Skip to content

Breakthrough for Kane as Chiefs double up Rivermen

Kale Kane led the Chilliwack Chiefs to a big divisional win Friday night as his team topped Langley 4-2 at Prospera Centre.

Kale Kane’s three-point night carried the Chilliwack Chiefs to a 4-2 home-ice win over the Langley Rivermen Friday night.

Kane’s crew extended their winning streak to five games and took two points from a dangerous division rival.

The Chiefs improved to 11-5-1-2 while Langley fell to 12-5-0-0 and had their three game winning streak snapped.

Chilliwack’s first goal in this one was one part skill and one part luck.

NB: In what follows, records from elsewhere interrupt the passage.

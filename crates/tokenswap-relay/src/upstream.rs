//! Client for the provider's token endpoint.
//!
//! Sends form-encoded grant requests with HTTP Basic client authentication
//! and decodes the response according to its declared content type.

use std::fmt;
use std::sync::Arc;
use std::time::Duration;

use async_trait::async_trait;
use axum::http::StatusCode;
use base64::{Engine, engine::general_purpose::STANDARD};
use reqwest::{Client, header};
use serde_json::map::Entry;
use serde_json::{Map, Value};

use crate::cipher::TokenCipher;
use crate::error::{RelayError, Result};
use crate::grant::GrantRequest;

/// Spotify accounts token endpoint.
pub const DEFAULT_TOKEN_URL: &str = "https://accounts.spotify.com/api/token";

/// Default total request timeout for upstream calls.
pub const DEFAULT_TIMEOUT: Duration = Duration::from_secs(30);

/// Default connect timeout for upstream calls.
pub const DEFAULT_CONNECT_TIMEOUT: Duration = Duration::from_secs(10);

const FORM_CONTENT_TYPE: &str = "application/x-www-form-urlencoded";

/// Configuration for the upstream client.
#[derive(Clone)]
pub struct UpstreamConfig {
    pub token_url: String,
    pub client_id: String,
    pub client_secret: String,
    pub timeout: Duration,
    pub connect_timeout: Duration,
}

impl UpstreamConfig {
    /// Config for the default token endpoint with default timeouts.
    pub fn new(client_id: impl Into<String>, client_secret: impl Into<String>) -> Self {
        Self {
            token_url: DEFAULT_TOKEN_URL.to_string(),
            client_id: client_id.into(),
            client_secret: client_secret.into(),
            timeout: DEFAULT_TIMEOUT,
            connect_timeout: DEFAULT_CONNECT_TIMEOUT,
        }
    }

    /// Point the client at a different token endpoint.
    pub fn with_token_url(mut self, url: impl Into<String>) -> Self {
        self.token_url = url.into();
        self
    }

    /// Set the total request timeout.
    pub fn with_timeout(mut self, timeout: Duration) -> Self {
        self.timeout = timeout;
        self
    }

    /// Set the connect timeout.
    pub fn with_connect_timeout(mut self, timeout: Duration) -> Self {
        self.connect_timeout = timeout;
        self
    }
}

impl fmt::Debug for UpstreamConfig {
    fn fmt(&self, f: &mut fmt::Formatter<'_>) -> fmt::Result {
        f.debug_struct("UpstreamConfig")
            .field("token_url", &self.token_url)
            .field("client_id", &self.client_id)
            .field("client_secret", &"<redacted>")
            .field("timeout", &self.timeout)
            .field("connect_timeout", &self.connect_timeout)
            .finish()
    }
}

/// Build the `Authorization` header value for client secret basic auth.
pub fn basic_auth_header(client_id: &str, client_secret: &str) -> String {
    let credentials = format!("{}:{}", client_id, client_secret);
    format!("Basic {}", STANDARD.encode(credentials.as_bytes()))
}

// ============================================================================
// Response decoding
// ============================================================================

/// How an upstream body is decoded, picked once from its `Content-Type`.
#[derive(Debug, Clone, Copy, PartialEq, Eq)]
pub enum BodyEncoding {
    FormEncoded,
    Json,
    Raw,
}

impl BodyEncoding {
    /// Classify a `Content-Type` header value. Parameters after `;` are
    /// ignored and the media type is compared case-insensitively.
    pub fn from_content_type(content_type: Option<&str>) -> Self {
        let Some(value) = content_type else {
            return BodyEncoding::Raw;
        };

        let media_type = value.split(';').next().unwrap_or_default().trim();
        if media_type.eq_ignore_ascii_case(FORM_CONTENT_TYPE) {
            BodyEncoding::FormEncoded
        } else if media_type.eq_ignore_ascii_case("application/json") {
            BodyEncoding::Json
        } else {
            BodyEncoding::Raw
        }
    }
}

/// A decoded upstream body.
#[derive(Debug, Clone, PartialEq)]
pub enum UpstreamBody {
    /// Key/value mapping (form bodies and JSON objects).
    Fields(Map<String, Value>),
    /// JSON that is not an object.
    Json(Value),
    /// Body passed through unmodified.
    Raw(String),
}

impl UpstreamBody {
    /// Decode `bytes` as `encoding` describes.
    ///
    /// Returns the decode failure reason on error; the caller keeps the raw
    /// bytes.
    pub fn decode(encoding: BodyEncoding, bytes: &[u8]) -> std::result::Result<Self, String> {
        match encoding {
            BodyEncoding::FormEncoded => Ok(UpstreamBody::Fields(parse_form_fields(bytes)?)),
            BodyEncoding::Json => match serde_json::from_slice::<Value>(bytes) {
                Ok(Value::Object(map)) => Ok(UpstreamBody::Fields(map)),
                Ok(other) => Ok(UpstreamBody::Json(other)),
                Err(e) => Err(format!("invalid JSON: {}", e)),
            },
            BodyEncoding::Raw => Ok(UpstreamBody::Raw(
                String::from_utf8_lossy(bytes).into_owned(),
            )),
        }
    }

    /// Look up a top-level field.
    pub fn field(&self, key: &str) -> Option<&Value> {
        match self {
            UpstreamBody::Fields(map) => map.get(key),
            _ => None,
        }
    }

    /// The body as a JSON value. Raw bodies become a JSON string.
    pub fn into_json(self) -> Value {
        match self {
            UpstreamBody::Fields(map) => Value::Object(map),
            UpstreamBody::Json(value) => value,
            UpstreamBody::Raw(text) => Value::String(text),
        }
    }
}

/// Parse a flat form body. A repeated key collects its values into an array.
fn parse_form_fields(bytes: &[u8]) -> std::result::Result<Map<String, Value>, String> {
    let pairs: Vec<(String, String)> = serde_urlencoded::from_bytes(bytes)
        .map_err(|e| format!("invalid form body: {}", e))?;

    let mut fields = Map::new();
    for (key, value) in pairs {
        match fields.entry(key) {
            Entry::Vacant(slot) => {
                slot.insert(Value::String(value));
            }
            Entry::Occupied(mut slot) => match slot.get_mut() {
                Value::Array(values) => values.push(Value::String(value)),
                existing => {
                    let first = existing.take();
                    *existing = Value::Array(vec![first, Value::String(value)]);
                }
            },
        }
    }
    Ok(fields)
}

/// A token endpoint response, decoded and immutable.
#[derive(Debug, Clone, PartialEq)]
pub struct UpstreamResponse {
    pub status: StatusCode,
    pub content_type: Option<String>,
    pub body: UpstreamBody,
}

impl UpstreamResponse {
    pub fn new(status: StatusCode, content_type: Option<String>, body: UpstreamBody) -> Self {
        Self {
            status,
            content_type,
            body,
        }
    }

    /// Return a response whose `refresh_token` field, when present as a
    /// non-empty string, is replaced by its encrypted form.
    pub fn with_encrypted_refresh_token(self, cipher: &TokenCipher) -> Self {
        let body = match self.body {
            UpstreamBody::Fields(mut fields) => {
                let sealed = match fields.get("refresh_token") {
                    Some(Value::String(token)) if !token.is_empty() => Some(cipher.encrypt(token)),
                    _ => None,
                };
                if let Some(sealed) = sealed {
                    fields.insert("refresh_token".to_string(), Value::String(sealed));
                }
                UpstreamBody::Fields(fields)
            }
            other => other,
        };

        Self { body, ..self }
    }
}

// ============================================================================
// TokenEndpoint trait
// ============================================================================

/// Something that can perform an OAuth grant against a token endpoint.
#[async_trait]
pub trait TokenEndpoint: Send + Sync + fmt::Debug {
    /// Perform a single grant request. No retries.
    async fn exchange(&self, grant: &GrantRequest) -> Result<UpstreamResponse>;
}

/// Shared token endpoint handle.
pub type SharedTokenEndpoint = Arc<dyn TokenEndpoint>;

// ============================================================================
// UpstreamClient
// ============================================================================

/// reqwest-backed [`TokenEndpoint`].
#[derive(Debug, Clone)]
pub struct UpstreamClient {
    client: Client,
    token_url: String,
    auth_header: String,
}

impl UpstreamClient {
    /// Create a client from config. Fails only if the HTTP client cannot be
    /// built (e.g. TLS backend initialisation).
    pub fn new(config: UpstreamConfig) -> Result<Self> {
        let client = Client::builder()
            .timeout(config.timeout)
            .connect_timeout(config.connect_timeout)
            .build()?;

        Ok(Self {
            client,
            auth_header: basic_auth_header(&config.client_id, &config.client_secret),
            token_url: config.token_url,
        })
    }
}

#[async_trait]
impl TokenEndpoint for UpstreamClient {
    async fn exchange(&self, grant: &GrantRequest) -> Result<UpstreamResponse> {
        let response = self
            .client
            .post(&self.token_url)
            .header(header::AUTHORIZATION, &self.auth_header)
            .header(header::CONTENT_TYPE, FORM_CONTENT_TYPE)
            .form(&grant.form_params())
            .send()
            .await?;

        let status = response.status();
        let content_type = response
            .headers()
            .get(header::CONTENT_TYPE)
            .and_then(|v| v.to_str().ok())
            .map(str::to_string);

        let bytes = response.bytes().await?;
        let encoding = BodyEncoding::from_content_type(content_type.as_deref());

        tracing::debug!(
            grant_type = grant.grant_type(),
            status = %status,
            ?encoding,
            "Token endpoint responded"
        );

        match UpstreamBody::decode(encoding, &bytes) {
            Ok(body) => Ok(UpstreamResponse::new(status, content_type, body)),
            Err(reason) => Err(RelayError::Undecodable {
                status,
                content_type,
                body: String::from_utf8_lossy(&bytes).into_owned(),
                reason,
            }),
        }
    }
}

The skill was Kane’s, finding linemate Mitch Skapski flying through the neutral zone and feeding him a cross-ice pass that sprung him on a breakaway.

Langley netminder Bo Didur stopped Skapski, only to see the rebound ping off the skates of defenceman Alec Capstick and slip across the line.

Chilliwack led 1-0 just 100 seconds in.

The Rivermen got on the board at 9:41 with a power play goal by Justin Fregona.

D-man Cameron Ginnetti uncorked a point shot that rattled off the end boards and back into the goal mouth, where Fregona popped a short-side shot past Chiefs keeper Aidan Pelino.

The game was tied for just over a minute before Kane restored the lead.

Held up on a breakaway by Langley’s Jordan Schneider, the Quebec native was awarded a penalty shot. He started left, swooped into the goal mouth, delivered a couple feints and slipped the puck between the right post and Didur’s out-stretched leg.

Shots on goal through 20 minutes were even at 6-6.

The second period included two goals scored seven seconds apart.

Langley briefly tied the game at 10:34. With the Chiefs scrambling all over their zone, Torrin White worked the puck behind the net, then flung a backhand pass into the slot. Dominic Franco one-timed it past Pelino for his fifth of the year.

While that goal was still being announced, Kane flew across the Langley blueline and blew a shot past Didur from the top of the right faceoff circle?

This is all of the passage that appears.